De súbito, abriu a porta. Apagou as luzes que restavam da última noite. Fez-se ruído a bater nas orelhas do silêncio
que habitava as estradas. Saiu para a consumação do posterior dia.
Despiu-se dos escombros que o isolavam. Agarrou na coragem, guardou-a na
algibeira e acendeu um cigarro. Lentamente, a digressão dos seus passos
chacinou o peso da atmosfera que o engolia. Saiu para fora de tudo.
Saiu de casa. Percorreu a efeméride da urbe de uma ponta à outra. Os
seus olhos-de-lava evaporaram-se na submissão dos candeeiros. Queimou as
luzes. Acendeu de óleo novas estações. Disparou os motores em inércia.

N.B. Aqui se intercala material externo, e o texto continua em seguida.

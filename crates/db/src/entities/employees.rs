//! `SeaORM` Entity for employees table.

use sea_orm::entity::prelude::*;
use serde::{Deserialize, Serialize};

#[derive(Clone, Debug, PartialEq, DeriveEntityModel, Eq, Serialize, Deserialize)]
#[sea_orm(table_name = "employees")]
pub struct Model {
    #[sea_orm(primary_key, auto_increment = false)]
    pub username: String,
    #[serde(skip_serializing)]
    pub password_hash: String,
    pub balance: i64,
    pub created_at: DateTimeWithTimeZone,
}

#[derive(Copy, Clone, Debug, EnumIter, DeriveRelation)]
pub enum Relation {
    #[sea_orm(has_many = "super::purchases::Entity")]
    Purchases,
}

impl Related<super::purchases::Entity> for Entity {
    fn to() -> RelationDef {
        Relation::Purchases.def()
    }
}

impl ActiveModelBehavior for ActiveModel {}
//! Merchcoin API Server
//!
//! Main entry point for the employee coin ledger service.

use std::sync::Arc;

use anyhow::Context;
use tokio::net::TcpListener;
use tracing::info;
use tracing_subscriber::{layer::SubscriberExt, util::SubscriberInitExt};

use merchcoin_api::{AppState, create_router};
use merchcoin_db::{LedgerRepository, LedgerSettings, connect_with};
use merchcoin_shared::{AppConfig, JwtConfig, JwtService};

#[tokio::main]
async fn main() -> anyhow::Result<()> {
    dotenvy::dotenv().ok();

    tracing_subscriber::registry()
        .with(
            tracing_subscriber::EnvFilter::try_from_default_env()
                .unwrap_or_else(|_| "merchcoin=debug,tower_http=debug".into()),
        )
        .with(tracing_subscriber::fmt::layer())
        .init();

    let config = AppConfig::load().context("Failed to load configuration")?;

    let db = connect_with(&config.database)
        .await
        .context("Failed to connect to database")?;
    info!(
        max_connections = config.database.max_connections,
        "Connected to database"
    );

    let jwt_service = JwtService::new(JwtConfig::from(&config.jwt));

    let settings = LedgerSettings::from(&config.ledger);
    info!(
        starting_balance = config.ledger.starting_balance,
        lock_timeout_ms = config.ledger.lock_timeout_ms,
        request_timeout_ms = config.ledger.request_timeout_ms,
        "Ledger configured"
    );

    let state = AppState {
        db: Arc::new(db.clone()),
        jwt_service: Arc::new(jwt_service),
        ledger: Arc::new(LedgerRepository::new(db, settings)),
        ledger_config: config.ledger.clone(),
    };

    let app = create_router(state);

    let addr = format!("{}:{}", config.server.host, config.server.port);
    let listener = TcpListener::bind(&addr).await?;
    info!("Server listening on {}", addr);

    axum::serve(listener, app)
        .with_graceful_shutdown(shutdown_signal())
        .await?;

    info!("Server stopped");
    Ok(())
}

async fn shutdown_signal() {
    if tokio::signal::ctrl_c().await.is_ok() {
        info!("Shutdown signal received");
    }
}
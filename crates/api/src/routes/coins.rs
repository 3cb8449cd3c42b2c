//! Coin transfer route.

use axum::{
    Json, Router,
    extract::{State, rejection::JsonRejection},
    http::StatusCode,
    routing::post,
};
use serde::Deserialize;

use crate::AppState;
use crate::error::ApiResult;
use crate::middleware::auth::AuthUser;
use merchcoin_core::ledger::TransferRequest;

/// Body of `POST /api/sendCoin`.
#[derive(Debug, Deserialize)]
#[serde(rename_all = "camelCase")]
pub struct SendCoinRequest {
    /// Receiver username.
    pub to_user: String,
    /// Coins to send.
    pub amount: i64,
}

/// Creates the coin transfer router.
pub fn routes() -> Router<AppState> {
    Router::new().route("/sendCoin", post(send_coin))
}

/// POST /api/sendCoin - Move coins from the caller to another employee.
///
/// The sender is the token subject; the body only names the receiver.
async fn send_coin(
    State(state): State<AppState>,
    user: AuthUser,
    payload: Result<Json<SendCoinRequest>, JsonRejection>,
) -> ApiResult<StatusCode> {
    let Json(payload) = payload?;

    state
        .ledger
        .transfer(TransferRequest::new(
            user.username(),
            payload.to_user,
            payload.amount,
        ))
        .await?;

    Ok(StatusCode::NO_CONTENT)
}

Fechou os olhos. Dentro de si, recriou novamente a cidade.
De
súbito, cessou o sonho. Em distância, fechou a câmara da rodagem
nocturna. Colou as sequências, uma a uma, calçada atrás de calçada na
figuração geométrica do seu puzzle de sonhos. Juntou as visões, e o
meditar sobre elas. Havia sobriedade a passar no seu painel de vigília.
Guardou os livros na estante. Abriu a casa ao exterior. Em retardo, o
sémen da estrela de todas as manhãs veio iundar a casa. Arrumou a um
canto, o ébrio sonho em garrafas da noite anterior. Despiu-se da sua
manipulação de genesis num retrato de urbe ao relento no fim dos dias.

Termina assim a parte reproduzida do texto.